AVAILABLE DATA -
[Start of Attachment]
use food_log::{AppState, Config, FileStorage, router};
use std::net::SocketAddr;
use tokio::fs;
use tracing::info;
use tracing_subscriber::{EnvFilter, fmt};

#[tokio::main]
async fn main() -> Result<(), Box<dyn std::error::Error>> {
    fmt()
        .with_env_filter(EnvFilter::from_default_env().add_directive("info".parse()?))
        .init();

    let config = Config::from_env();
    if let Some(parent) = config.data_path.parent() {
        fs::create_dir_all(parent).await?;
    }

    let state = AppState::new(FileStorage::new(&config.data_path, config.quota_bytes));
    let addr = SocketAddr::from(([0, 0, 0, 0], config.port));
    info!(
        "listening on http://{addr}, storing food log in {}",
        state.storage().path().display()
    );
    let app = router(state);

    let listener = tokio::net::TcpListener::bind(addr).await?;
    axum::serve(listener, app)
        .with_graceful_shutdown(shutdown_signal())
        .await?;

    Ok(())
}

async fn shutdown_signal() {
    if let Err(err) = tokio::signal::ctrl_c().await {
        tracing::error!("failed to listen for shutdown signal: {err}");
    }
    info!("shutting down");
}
[End of Attachment]
[Start of Attachment]
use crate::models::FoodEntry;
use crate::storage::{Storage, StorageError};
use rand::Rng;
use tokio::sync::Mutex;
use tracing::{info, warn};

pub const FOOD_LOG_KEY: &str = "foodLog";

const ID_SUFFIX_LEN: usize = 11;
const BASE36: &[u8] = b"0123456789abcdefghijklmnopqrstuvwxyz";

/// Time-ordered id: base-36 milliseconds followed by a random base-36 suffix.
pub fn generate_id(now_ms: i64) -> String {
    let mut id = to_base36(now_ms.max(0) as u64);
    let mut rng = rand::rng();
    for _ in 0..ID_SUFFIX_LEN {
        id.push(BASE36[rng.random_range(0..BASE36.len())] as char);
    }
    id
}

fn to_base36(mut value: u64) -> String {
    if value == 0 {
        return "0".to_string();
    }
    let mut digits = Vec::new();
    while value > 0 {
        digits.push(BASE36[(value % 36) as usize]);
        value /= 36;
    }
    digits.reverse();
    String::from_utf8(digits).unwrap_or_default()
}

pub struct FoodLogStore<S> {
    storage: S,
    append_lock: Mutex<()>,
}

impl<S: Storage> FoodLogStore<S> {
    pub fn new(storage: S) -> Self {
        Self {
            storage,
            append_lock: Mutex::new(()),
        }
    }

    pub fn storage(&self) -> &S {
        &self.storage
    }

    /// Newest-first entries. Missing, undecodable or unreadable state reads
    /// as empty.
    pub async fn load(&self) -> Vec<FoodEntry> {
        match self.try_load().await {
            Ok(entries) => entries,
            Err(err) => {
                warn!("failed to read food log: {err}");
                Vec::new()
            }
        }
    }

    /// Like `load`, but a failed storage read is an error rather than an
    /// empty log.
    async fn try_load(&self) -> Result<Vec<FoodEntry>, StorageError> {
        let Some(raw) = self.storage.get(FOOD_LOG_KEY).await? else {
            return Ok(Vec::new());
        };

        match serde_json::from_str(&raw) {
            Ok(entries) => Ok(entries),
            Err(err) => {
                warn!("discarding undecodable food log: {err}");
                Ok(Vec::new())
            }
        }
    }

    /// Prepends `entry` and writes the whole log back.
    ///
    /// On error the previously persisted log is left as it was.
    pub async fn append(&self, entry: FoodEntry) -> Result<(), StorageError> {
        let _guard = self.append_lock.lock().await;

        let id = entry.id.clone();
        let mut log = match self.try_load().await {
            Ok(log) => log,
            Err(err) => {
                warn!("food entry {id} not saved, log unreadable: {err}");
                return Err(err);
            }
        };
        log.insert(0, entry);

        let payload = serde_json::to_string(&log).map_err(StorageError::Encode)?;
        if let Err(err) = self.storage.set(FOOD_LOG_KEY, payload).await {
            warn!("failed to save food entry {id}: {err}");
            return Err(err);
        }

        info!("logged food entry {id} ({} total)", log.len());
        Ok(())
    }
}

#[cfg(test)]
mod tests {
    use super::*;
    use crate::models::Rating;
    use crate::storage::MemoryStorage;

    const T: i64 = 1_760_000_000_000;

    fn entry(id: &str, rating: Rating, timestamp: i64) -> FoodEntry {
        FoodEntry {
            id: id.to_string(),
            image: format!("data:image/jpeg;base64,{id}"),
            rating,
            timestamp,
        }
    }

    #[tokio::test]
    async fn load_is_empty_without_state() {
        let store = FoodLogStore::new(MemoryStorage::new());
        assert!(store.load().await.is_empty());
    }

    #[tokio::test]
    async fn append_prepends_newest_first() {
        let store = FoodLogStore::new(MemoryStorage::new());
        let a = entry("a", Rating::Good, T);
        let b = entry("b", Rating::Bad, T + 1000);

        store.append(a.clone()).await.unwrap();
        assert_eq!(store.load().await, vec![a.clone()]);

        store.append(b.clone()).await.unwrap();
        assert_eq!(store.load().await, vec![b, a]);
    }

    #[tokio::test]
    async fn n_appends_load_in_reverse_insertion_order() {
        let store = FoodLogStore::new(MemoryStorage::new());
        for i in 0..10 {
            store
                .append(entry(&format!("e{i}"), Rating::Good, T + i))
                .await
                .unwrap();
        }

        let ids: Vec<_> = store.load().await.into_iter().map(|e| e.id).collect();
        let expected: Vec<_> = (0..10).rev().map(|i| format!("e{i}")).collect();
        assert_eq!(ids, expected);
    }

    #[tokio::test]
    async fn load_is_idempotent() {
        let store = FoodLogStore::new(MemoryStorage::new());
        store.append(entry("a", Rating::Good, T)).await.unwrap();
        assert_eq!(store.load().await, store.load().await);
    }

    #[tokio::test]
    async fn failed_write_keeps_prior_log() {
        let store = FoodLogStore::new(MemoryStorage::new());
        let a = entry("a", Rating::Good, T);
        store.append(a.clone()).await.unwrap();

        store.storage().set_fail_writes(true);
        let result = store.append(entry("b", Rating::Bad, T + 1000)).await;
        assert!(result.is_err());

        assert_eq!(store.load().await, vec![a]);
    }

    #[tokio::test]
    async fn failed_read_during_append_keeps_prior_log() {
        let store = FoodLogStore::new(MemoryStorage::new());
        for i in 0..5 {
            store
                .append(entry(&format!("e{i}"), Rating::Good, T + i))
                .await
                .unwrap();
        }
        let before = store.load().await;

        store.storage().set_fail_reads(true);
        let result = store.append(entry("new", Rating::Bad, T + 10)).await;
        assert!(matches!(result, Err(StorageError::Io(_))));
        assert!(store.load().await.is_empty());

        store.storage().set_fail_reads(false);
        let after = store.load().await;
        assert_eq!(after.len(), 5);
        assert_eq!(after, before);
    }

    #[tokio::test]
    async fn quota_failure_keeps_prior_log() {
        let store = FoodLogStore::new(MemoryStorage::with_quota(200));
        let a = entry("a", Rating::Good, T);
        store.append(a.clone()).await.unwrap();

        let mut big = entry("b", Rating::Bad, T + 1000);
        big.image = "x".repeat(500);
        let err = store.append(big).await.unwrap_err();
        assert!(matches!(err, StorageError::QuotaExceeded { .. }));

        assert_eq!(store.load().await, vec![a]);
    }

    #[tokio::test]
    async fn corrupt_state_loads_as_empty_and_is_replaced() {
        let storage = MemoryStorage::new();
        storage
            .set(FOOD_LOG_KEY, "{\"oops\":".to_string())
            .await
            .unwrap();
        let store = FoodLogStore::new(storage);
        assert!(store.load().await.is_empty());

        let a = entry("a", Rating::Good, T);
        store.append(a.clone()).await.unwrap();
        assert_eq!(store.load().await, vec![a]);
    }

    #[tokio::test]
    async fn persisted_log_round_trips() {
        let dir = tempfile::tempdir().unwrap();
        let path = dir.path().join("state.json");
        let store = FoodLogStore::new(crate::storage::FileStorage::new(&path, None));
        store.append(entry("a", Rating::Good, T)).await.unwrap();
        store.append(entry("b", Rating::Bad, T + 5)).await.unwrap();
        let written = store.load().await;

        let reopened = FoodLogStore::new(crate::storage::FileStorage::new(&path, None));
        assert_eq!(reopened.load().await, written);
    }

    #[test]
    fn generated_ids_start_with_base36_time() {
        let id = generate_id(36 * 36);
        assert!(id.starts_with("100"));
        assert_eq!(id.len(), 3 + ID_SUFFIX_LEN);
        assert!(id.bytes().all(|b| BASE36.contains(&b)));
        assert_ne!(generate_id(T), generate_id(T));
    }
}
[End of Attachment]
[Start of Attachment]
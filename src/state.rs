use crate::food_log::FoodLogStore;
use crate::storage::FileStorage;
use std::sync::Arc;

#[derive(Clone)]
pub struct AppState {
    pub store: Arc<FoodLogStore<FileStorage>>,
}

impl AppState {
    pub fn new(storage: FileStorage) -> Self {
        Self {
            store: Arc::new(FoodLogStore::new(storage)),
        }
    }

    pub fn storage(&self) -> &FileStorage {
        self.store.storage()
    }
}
[End of Attachment]
ASSIGNMENT - Check the data for the word "crate" and pull out the lines that have it.

SOLUTION -
use crate::models::FoodEntry;
use crate::storage::{Storage, StorageError};
    use crate::models::Rating;
    use crate::storage::MemoryStorage;
        let store = FoodLogStore::new(crate::storage::FileStorage::new(&path, None));
        let reopened = FoodLogStore::new(crate::storage::FileStorage::new(&path, None));
use crate::food_log::FoodLogStore;
use crate::storage::FileStorage;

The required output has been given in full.